Indeed. I will make the necessary adjustments.

> FYI, attached is a comparison between the diff-tree output and 
> output from show with my choice of options for "show" picked from 
> the top of my head.

I am trying to run some comparisons, but I'm not entirely certain what 
the parameters are that were passed to "ls-tree", as it doesn't 
actually run it through a command line. I tried the v1.0.0^0 and are 
seeing discrepancies in the line count. I need to check if it is my 
configuration that causes it, or something else:

   $ git diff-tree --pretty --stat --summary --cc v1.0.0^0 | grep clone-pack.c
    clone-pack.c                                     | 153 ++----------------
   $ git show --stat --summary --no-abbrev-commit v1.0.0^0 | grep clone-pack.c
    clone-pack.c                                     | 151 ++----------------

(these are the options I've currently landed on)

> I do not think I personally like the --stat output applied to a 
> merge (--stat and --summary do not work N-way like --cc does for 
> patch text), but I think these options are the closest parallel to 
> what we have been giving to "diff-tree".

I don't really have a preference here. I usually only look at when 
something changed (which is why I initially targetted the date format; 
in Sweden the YYYY-MM-DD date format is the most prevalent) and the 
commit message (for bug tracker and code-review references and so on), 
less so the actual diff details (those I can look into later).

> $ git show -s --stat --summary --first-parent v1.0.0^0

Hmm, the git show manual page doesn't document supporting 
"--first-parent".

Jeff King:

> I guess that commit is what brought me into the cc. I have not been 
> following this topic too closely, but generally I'm in favor of 
> using "git show". I even suggested it back then, but I think 
> Christian preferred not using an external process if we could avoid 
> it.

I saw the code that tried to avoid calling one. I don't know the 
internals well enough here to figure out if we can do without, even 
when using git show?



That made me realize, if "git show" runs things through a pager, 
wouldn't it then lose the "%s is the first %s commit\n" message 
printed by bisect_next_all() before calling the function to show the 
contents?

Is that fixable?

> The thread from 2019 is here:
>
>  http://lore.kernel.org/git/20190222061949.GA9875@sigill.intra.peff.net
>
> which links to the earlier discussion about "git show":
>
>  https://lore.kernel.org/git/CAP8UFD3QhTUj+j3vBGrm0sTQ2dSOLS-m2_PwFj6DZS4VZHKRTQ@mail.gmail.com/

These two seems to also get it to honor settings (one to not colorize 
output, for instance). So this would be a step further.
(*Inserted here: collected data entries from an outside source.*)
//! Simulation clock
//!
//! Monotonic session time in milliseconds plus the fixed frame step. Real
//! (variable) frame deltas are banked in an accumulator and paid out as whole
//! fixed frames, so every rule in the simulation advances by the same unit.

use serde::{Deserialize, Serialize};

use crate::consts::{FRAME_MS, MAX_SUBSTEPS};

#[derive(Debug, Clone, Serialize, Deserialize)]
pub struct Clock {
    /// Session time (ms since session start)
    now_ms: f64,
    /// Frames simulated so far
    frames: u64,
    /// Real time banked but not yet simulated (ms)
    accumulator: f64,
}

impl Default for Clock {
    fn default() -> Self {
        Self::new()
    }
}

impl Clock {
    pub fn new() -> Self {
        Self {
            now_ms: 0.0,
            frames: 0,
            accumulator: 0.0,
        }
    }

    /// Current session time in ms
    pub fn now(&self) -> f64 {
        self.now_ms
    }

    pub fn frames(&self) -> u64 {
        self.frames
    }

    /// Advance one fixed frame, returning its delta (ms)
    pub fn advance_frame(&mut self) -> f64 {
        self.frames += 1;
        self.now_ms = self.frames as f64 * FRAME_MS;
        FRAME_MS
    }

    /// Bank a real-time delta and return how many fixed frames are now due.
    ///
    /// Negative or non-finite deltas are ignored so time never runs backward.
    /// Backlog beyond `MAX_SUBSTEPS` frames is dropped.
    pub fn accumulate(&mut self, real_dt_ms: f64) -> u32 {
        if real_dt_ms.is_finite() && real_dt_ms > 0.0 {
            self.accumulator += real_dt_ms;
        }

        let due = (self.accumulator / FRAME_MS).floor();
        if due > MAX_SUBSTEPS as f64 {
            log::warn!(
                "Dropping {} frames of backlog",
                due as u64 - MAX_SUBSTEPS as u64
            );
            self.accumulator -= MAX_SUBSTEPS as f64 * FRAME_MS;
            self.accumulator %= FRAME_MS;
            MAX_SUBSTEPS
        } else {
            self.accumulator -= due * FRAME_MS;
            due as u32
        }
    }

    /// Whole seconds since session start
    pub fn elapsed_seconds(&self) -> u64 {
        (self.now_ms / 1000.0).floor() as u64
    }
}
> I do think keeping --summary is important; it's the only place we show
> mode changes, for example.

Yes, will fix that. I hadn't realized I lost that, since it wasn't 
something I have been using myself.

>  - "--no-patch" is doing nothing (passing --stat is enough to suppress
>    the default behavior of showing the patch).

Indeed. And it also negates "--summary", so I have dropped that.
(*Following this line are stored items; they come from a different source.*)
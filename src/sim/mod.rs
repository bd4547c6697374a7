//! Deterministic simulation module
//!
//! All gameplay logic lives here. This module must be pure and deterministic:
//! - Fixed timestep only
//! - Seeded RNG only
//! - Stable storage order (firing order for balls, spawn order for attackers);
//!   collisions scan both newest first
//! - No rendering or platform dependencies

pub mod cannon;
pub mod clock;
pub mod collision;
pub mod modifiers;
pub mod snapshot;
pub mod spawn;
pub mod state;
pub mod tick;

pub use cannon::{Cannon, FireState, volley, volley_len};
pub use clock::Clock;
pub use collision::{CollisionOutcome, ball_overlaps_attacker, resolve};
pub use modifiers::{Flash, ModifierSystem, POWER_UPS, PowerUp, SPECIAL_EVENTS, SpecialEvent};
pub use snapshot::{ArenaView, CannonView, Snapshot};
pub use spawn::SpawnDirector;
pub use state::{Attacker, CannonBall, Explosion, GamePhase, GameState, SessionState};
pub use tick::{FireEdge, SessionResult, TickInput, TickOutcome, tick};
>  - "--pretty=medium" is redundant at best (it's the default),

Dropped.

>  - I'm not sure what the intent is in adding --no-abbrev-commit. It is
>    already the default not to abbreviate it in the "commit <oid>" line,
>    and if the user has set log.abbrevcommit, shouldn't we respect that?

I think I added it because the diff-tree command did something 
similar. I can drop that as well ("bisect" displays the full commit 
hash anyway). I guess it mostly is for merges where we show the parent 
hashes?
Jeff King April 1, 2024, 4:32 p.m. UTC | #6
On Mon, Apr 01, 2024 at 04:50:32PM +0100, Peter Krefting wrote:

> I am trying to run some comparisons, but I'm not entirely certain what the
> parameters are that were passed to "ls-tree", as it doesn't actually run it
> through a command line. I tried the v1.0.0^0 and are seeing discrepancies in
> the line count. I need to check if it is my configuration that causes it, or
> something else:
> 
>   $ git diff-tree --pretty --stat --summary --cc v1.0.0^0 | grep clone-pack.c
>    clone-pack.c                                     | 153 ++----------------
>   $ git show --stat --summary --no-abbrev-commit v1.0.0^0 | grep clone-pack.c
>    clone-pack.c                                     | 151 ++----------------
> 
> (these are the options I've currently landed on)

Hmm, I get 153 for both. Presumably it's due to some config that only
git-show respects...

Aha. If I set diff.algorithm to "patience", I get 151. And I think
bisect would produce the same, because it loads diff_ui_config() before
running the internal diff-tree.

So I think this is fine.

> > $ git show -s --stat --summary --first-parent v1.0.0^0
> 
> Hmm, the git show manual page doesn't document supporting "--first-parent".

I think that's a documentation bug(-ish). We do not include all of the
traversal-related options that "git log" could use because "git show"
does not traverse by default. But it does also affect diffs, per the
comment added to git-log's documentation in e58142add4
(doc/rev-list-options: document --first-parent changes merges format,
2020-12-21).

But these days we have "--diff-merges=first-parent", which I think is a
more intuitive way to specify the same thing for git-show. And it is
documented. So I'd say we could probably continue to not mention
"--first-parent" itself for git-show.

> Jeff King:
> 
> > I guess that commit is what brought me into the cc. I have not been
> > following this topic too closely, but generally I'm in favor of using
> > "git show". I even suggested it back then, but I think Christian
> > preferred not using an external process if we could avoid it.
> 
> I saw the code that tried to avoid calling one. I don't know the internals
> well enough here to figure out if we can do without, even when using git
> show?

There's not really an easy way.

I think the only thing you could do is call cmd_show(), but I'm
skeptical of that approach in general. The builtin top-level commands
are not designed to be run from other spots. And while it will generally
work, there will be corner cases (e.g., loading config that touches
globals, affecting the calling command in unexpected ways). I suspect
you could largely get away with it here where showing the commit is the
last thing we do, but I don't think it's a good pattern to get into.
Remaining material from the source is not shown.